* **What you will do**:
Look through the lines below and extract any with the word "ContactRow".

━━ Data for the task

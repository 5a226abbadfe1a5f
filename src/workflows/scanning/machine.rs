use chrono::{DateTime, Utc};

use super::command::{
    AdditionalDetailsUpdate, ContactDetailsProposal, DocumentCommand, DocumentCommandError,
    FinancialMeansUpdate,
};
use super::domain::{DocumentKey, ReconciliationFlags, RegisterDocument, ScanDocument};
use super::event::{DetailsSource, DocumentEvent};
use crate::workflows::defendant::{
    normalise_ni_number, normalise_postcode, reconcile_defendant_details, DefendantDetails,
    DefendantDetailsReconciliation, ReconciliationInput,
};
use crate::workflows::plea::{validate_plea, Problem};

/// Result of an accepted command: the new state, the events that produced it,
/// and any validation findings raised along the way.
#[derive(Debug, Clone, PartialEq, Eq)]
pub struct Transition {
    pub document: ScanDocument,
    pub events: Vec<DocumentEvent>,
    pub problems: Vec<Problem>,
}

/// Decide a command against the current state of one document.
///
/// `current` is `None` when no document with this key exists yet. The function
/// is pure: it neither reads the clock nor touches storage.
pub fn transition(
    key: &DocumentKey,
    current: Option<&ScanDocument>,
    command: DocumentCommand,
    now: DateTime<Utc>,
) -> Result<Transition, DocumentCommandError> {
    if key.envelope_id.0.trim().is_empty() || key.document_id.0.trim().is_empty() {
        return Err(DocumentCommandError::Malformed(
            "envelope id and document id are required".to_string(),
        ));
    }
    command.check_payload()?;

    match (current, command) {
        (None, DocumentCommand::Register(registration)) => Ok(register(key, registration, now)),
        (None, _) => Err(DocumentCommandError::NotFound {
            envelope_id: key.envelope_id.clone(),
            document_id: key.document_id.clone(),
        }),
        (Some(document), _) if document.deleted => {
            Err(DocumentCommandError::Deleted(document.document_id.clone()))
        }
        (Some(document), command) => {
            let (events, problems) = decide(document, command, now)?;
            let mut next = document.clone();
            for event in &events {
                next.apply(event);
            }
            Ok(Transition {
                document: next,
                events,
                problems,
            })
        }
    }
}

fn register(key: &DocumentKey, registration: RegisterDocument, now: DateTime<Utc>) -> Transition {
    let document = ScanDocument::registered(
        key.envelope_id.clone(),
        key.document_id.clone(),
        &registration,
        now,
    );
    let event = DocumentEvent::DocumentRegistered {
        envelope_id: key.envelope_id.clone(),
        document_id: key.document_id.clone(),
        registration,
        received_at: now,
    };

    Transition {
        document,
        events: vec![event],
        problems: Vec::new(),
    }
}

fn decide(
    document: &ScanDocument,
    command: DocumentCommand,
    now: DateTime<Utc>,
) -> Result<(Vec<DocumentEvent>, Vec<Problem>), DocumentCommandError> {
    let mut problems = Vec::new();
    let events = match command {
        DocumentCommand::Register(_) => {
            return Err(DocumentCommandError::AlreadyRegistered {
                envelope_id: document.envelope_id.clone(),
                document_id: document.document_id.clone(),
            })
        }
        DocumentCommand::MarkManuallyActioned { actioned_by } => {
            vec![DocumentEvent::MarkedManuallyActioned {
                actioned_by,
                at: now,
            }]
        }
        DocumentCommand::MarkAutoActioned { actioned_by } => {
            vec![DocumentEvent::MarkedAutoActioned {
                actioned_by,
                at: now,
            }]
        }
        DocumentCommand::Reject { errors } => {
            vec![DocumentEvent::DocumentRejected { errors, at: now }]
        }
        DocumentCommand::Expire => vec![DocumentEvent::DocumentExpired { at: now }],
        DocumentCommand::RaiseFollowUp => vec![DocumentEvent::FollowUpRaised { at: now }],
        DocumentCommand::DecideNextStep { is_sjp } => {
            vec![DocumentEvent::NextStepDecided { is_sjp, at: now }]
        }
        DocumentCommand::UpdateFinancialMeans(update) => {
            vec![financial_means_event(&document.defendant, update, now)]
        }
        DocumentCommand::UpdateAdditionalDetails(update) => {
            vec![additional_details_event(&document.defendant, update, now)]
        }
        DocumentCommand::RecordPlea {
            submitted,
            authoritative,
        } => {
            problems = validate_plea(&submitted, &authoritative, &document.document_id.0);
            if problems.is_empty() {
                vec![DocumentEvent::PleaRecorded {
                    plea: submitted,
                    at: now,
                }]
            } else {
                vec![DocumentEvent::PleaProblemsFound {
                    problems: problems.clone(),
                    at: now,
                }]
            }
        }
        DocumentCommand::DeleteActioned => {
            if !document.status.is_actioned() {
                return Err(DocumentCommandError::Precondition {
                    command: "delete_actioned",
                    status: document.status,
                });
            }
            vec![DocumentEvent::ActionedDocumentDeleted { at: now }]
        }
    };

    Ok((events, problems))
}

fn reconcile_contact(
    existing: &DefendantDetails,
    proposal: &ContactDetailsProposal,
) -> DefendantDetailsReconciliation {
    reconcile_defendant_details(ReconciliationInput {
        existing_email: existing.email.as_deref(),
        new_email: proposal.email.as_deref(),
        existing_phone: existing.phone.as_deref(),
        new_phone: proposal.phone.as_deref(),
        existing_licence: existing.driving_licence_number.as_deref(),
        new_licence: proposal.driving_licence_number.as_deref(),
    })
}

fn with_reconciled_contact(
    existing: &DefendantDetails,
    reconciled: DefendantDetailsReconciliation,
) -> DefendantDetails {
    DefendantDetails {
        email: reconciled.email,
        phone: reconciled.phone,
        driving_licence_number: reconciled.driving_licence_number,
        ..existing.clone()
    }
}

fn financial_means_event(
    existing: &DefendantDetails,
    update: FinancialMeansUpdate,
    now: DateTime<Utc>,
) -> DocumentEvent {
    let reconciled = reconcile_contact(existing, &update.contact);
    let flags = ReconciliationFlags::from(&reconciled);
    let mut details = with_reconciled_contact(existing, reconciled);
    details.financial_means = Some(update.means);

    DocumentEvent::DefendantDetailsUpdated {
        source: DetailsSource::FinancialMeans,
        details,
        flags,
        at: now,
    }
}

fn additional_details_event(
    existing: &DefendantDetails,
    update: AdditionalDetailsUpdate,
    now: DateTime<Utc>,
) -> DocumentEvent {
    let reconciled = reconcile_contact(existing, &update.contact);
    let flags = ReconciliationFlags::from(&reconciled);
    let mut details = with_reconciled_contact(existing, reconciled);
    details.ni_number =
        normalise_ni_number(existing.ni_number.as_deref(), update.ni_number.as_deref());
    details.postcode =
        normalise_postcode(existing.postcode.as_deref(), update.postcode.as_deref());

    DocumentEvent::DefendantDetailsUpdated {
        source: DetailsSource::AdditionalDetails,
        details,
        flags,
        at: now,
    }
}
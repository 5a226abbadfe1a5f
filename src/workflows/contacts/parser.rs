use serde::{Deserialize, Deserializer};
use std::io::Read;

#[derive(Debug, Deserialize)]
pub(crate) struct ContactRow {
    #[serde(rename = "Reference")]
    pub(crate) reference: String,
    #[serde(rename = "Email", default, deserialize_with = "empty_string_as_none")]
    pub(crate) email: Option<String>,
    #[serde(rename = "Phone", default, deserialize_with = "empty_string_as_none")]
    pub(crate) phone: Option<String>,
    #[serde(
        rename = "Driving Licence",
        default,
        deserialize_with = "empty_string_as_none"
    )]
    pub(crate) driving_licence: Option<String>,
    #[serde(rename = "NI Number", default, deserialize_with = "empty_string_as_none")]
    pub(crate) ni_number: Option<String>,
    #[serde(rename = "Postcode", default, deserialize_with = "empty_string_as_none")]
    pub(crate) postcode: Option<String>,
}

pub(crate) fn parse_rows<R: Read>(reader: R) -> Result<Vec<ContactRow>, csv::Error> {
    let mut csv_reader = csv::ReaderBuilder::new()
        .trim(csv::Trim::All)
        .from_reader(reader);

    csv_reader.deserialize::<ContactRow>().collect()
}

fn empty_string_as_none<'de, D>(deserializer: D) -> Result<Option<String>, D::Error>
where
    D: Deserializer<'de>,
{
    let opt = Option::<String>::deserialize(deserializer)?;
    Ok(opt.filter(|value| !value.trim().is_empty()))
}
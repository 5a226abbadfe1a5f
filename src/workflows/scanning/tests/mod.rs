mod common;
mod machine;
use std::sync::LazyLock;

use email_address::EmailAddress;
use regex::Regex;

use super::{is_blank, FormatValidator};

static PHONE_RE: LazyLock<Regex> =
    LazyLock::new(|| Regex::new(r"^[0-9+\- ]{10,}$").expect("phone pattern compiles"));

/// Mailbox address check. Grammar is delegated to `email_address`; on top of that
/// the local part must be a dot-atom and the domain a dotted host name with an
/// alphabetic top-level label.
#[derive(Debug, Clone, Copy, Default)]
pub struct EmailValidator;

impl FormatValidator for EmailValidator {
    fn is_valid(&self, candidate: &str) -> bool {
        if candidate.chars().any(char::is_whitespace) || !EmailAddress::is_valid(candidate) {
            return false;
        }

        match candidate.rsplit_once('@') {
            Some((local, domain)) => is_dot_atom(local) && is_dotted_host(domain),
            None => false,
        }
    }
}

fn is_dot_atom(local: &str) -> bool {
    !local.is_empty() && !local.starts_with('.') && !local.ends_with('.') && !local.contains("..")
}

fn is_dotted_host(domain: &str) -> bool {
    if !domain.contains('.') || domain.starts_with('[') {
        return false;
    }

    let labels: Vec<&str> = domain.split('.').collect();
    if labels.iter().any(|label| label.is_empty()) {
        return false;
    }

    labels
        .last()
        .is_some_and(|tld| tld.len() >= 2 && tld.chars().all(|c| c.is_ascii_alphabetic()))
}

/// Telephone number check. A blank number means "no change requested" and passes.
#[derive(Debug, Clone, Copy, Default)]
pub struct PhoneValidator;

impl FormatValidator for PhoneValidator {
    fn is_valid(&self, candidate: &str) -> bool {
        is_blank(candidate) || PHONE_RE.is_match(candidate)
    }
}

━━━━
━━ Data for the task

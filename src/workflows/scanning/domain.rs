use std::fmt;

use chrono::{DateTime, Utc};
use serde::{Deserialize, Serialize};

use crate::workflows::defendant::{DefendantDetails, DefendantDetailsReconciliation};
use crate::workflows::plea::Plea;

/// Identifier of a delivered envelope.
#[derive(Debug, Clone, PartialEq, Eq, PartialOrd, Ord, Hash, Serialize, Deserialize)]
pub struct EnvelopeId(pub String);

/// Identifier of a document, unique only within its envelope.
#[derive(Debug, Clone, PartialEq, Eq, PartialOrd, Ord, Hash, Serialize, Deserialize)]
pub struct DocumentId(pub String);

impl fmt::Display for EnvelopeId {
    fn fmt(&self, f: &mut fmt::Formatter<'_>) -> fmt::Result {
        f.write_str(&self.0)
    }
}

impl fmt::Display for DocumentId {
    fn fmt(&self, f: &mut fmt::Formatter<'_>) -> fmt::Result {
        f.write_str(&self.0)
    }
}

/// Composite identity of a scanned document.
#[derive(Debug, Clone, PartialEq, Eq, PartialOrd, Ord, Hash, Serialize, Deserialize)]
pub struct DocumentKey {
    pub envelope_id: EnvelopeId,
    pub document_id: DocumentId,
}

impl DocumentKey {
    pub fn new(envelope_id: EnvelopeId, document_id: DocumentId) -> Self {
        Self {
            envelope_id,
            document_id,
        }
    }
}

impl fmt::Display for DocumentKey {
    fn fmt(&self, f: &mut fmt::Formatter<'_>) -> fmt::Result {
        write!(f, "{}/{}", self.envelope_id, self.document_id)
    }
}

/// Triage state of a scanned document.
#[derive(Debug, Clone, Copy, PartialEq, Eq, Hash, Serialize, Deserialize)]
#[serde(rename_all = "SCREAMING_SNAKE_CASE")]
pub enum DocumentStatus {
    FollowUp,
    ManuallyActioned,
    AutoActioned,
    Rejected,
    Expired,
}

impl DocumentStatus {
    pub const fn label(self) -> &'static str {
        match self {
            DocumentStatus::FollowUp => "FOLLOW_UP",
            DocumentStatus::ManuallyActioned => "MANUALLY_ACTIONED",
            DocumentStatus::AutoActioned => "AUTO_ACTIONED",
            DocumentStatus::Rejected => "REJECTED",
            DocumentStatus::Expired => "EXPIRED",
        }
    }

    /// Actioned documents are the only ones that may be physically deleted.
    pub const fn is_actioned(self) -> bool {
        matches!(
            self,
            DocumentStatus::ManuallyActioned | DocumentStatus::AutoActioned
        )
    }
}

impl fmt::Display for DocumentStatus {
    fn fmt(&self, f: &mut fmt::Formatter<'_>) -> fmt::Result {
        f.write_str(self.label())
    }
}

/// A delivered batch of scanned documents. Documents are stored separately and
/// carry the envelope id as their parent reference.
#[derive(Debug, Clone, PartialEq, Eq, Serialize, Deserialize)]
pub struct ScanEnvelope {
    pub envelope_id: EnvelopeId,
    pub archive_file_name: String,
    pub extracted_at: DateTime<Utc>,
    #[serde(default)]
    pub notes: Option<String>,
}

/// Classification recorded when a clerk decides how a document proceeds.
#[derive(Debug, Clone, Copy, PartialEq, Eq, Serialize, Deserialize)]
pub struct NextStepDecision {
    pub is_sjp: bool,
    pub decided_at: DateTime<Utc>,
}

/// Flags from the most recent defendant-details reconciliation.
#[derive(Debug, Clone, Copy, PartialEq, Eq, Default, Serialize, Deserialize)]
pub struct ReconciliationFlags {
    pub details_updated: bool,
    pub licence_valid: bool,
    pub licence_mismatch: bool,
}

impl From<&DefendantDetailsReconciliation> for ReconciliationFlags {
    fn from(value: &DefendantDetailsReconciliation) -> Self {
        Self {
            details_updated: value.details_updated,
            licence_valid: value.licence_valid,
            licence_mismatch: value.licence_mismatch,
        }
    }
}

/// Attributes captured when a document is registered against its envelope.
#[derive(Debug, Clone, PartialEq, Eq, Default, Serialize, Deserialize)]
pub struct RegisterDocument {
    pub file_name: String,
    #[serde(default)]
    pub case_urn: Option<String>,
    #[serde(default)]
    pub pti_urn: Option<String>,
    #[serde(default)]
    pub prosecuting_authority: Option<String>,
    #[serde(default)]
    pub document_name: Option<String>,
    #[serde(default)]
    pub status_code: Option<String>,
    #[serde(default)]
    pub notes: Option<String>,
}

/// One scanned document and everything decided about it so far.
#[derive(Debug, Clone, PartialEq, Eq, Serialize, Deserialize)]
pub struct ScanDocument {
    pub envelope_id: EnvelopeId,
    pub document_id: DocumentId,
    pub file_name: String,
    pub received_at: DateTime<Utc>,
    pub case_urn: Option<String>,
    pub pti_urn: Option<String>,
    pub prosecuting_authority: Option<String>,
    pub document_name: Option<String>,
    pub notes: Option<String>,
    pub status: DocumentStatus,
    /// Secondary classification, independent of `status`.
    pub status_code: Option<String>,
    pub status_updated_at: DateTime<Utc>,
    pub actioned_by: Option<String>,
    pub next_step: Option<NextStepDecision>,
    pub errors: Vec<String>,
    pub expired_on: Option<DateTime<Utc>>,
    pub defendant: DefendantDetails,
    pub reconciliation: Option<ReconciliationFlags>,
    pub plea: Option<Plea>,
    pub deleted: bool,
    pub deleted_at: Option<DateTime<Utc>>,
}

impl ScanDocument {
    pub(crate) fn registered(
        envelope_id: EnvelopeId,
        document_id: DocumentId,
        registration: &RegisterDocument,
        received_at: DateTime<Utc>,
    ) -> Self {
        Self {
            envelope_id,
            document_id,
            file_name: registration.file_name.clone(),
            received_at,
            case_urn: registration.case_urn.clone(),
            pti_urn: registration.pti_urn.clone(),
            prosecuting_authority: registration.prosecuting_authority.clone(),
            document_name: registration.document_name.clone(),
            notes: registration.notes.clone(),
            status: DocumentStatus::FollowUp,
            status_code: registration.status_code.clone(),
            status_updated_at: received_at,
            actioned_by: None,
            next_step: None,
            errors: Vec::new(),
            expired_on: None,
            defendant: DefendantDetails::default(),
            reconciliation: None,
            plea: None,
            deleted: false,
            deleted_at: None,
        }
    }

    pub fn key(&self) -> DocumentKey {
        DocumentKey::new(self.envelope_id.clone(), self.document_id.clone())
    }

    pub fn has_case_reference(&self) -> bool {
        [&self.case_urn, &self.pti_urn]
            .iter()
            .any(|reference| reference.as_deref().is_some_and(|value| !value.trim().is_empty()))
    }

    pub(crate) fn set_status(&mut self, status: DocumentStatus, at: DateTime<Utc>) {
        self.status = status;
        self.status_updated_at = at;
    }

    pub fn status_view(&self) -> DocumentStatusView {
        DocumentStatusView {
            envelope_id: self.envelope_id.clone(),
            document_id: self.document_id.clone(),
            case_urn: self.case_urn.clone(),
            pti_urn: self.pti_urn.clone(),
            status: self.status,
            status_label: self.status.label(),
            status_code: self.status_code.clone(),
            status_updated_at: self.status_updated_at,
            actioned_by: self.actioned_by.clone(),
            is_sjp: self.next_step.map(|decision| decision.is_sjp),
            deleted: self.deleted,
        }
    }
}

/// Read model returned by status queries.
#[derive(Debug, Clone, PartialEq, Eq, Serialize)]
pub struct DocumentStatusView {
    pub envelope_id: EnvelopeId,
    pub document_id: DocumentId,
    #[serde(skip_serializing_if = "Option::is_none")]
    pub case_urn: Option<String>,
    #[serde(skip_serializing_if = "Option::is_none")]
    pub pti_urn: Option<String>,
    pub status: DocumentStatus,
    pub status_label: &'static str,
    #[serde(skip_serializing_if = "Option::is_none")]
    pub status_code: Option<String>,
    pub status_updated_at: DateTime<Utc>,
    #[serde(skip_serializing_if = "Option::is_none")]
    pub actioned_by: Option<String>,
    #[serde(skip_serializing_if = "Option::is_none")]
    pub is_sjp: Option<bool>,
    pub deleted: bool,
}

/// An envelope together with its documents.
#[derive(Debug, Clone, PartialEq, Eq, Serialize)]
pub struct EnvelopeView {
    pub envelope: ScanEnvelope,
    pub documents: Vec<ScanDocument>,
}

━━━━

* **Response area**:
pub(crate) struct ContactRow {
pub(crate) fn parse_rows<R: Read>(reader: R) -> Result<Vec<ContactRow>, csv::Error> {
    csv_reader.deserialize::<ContactRow>().collect()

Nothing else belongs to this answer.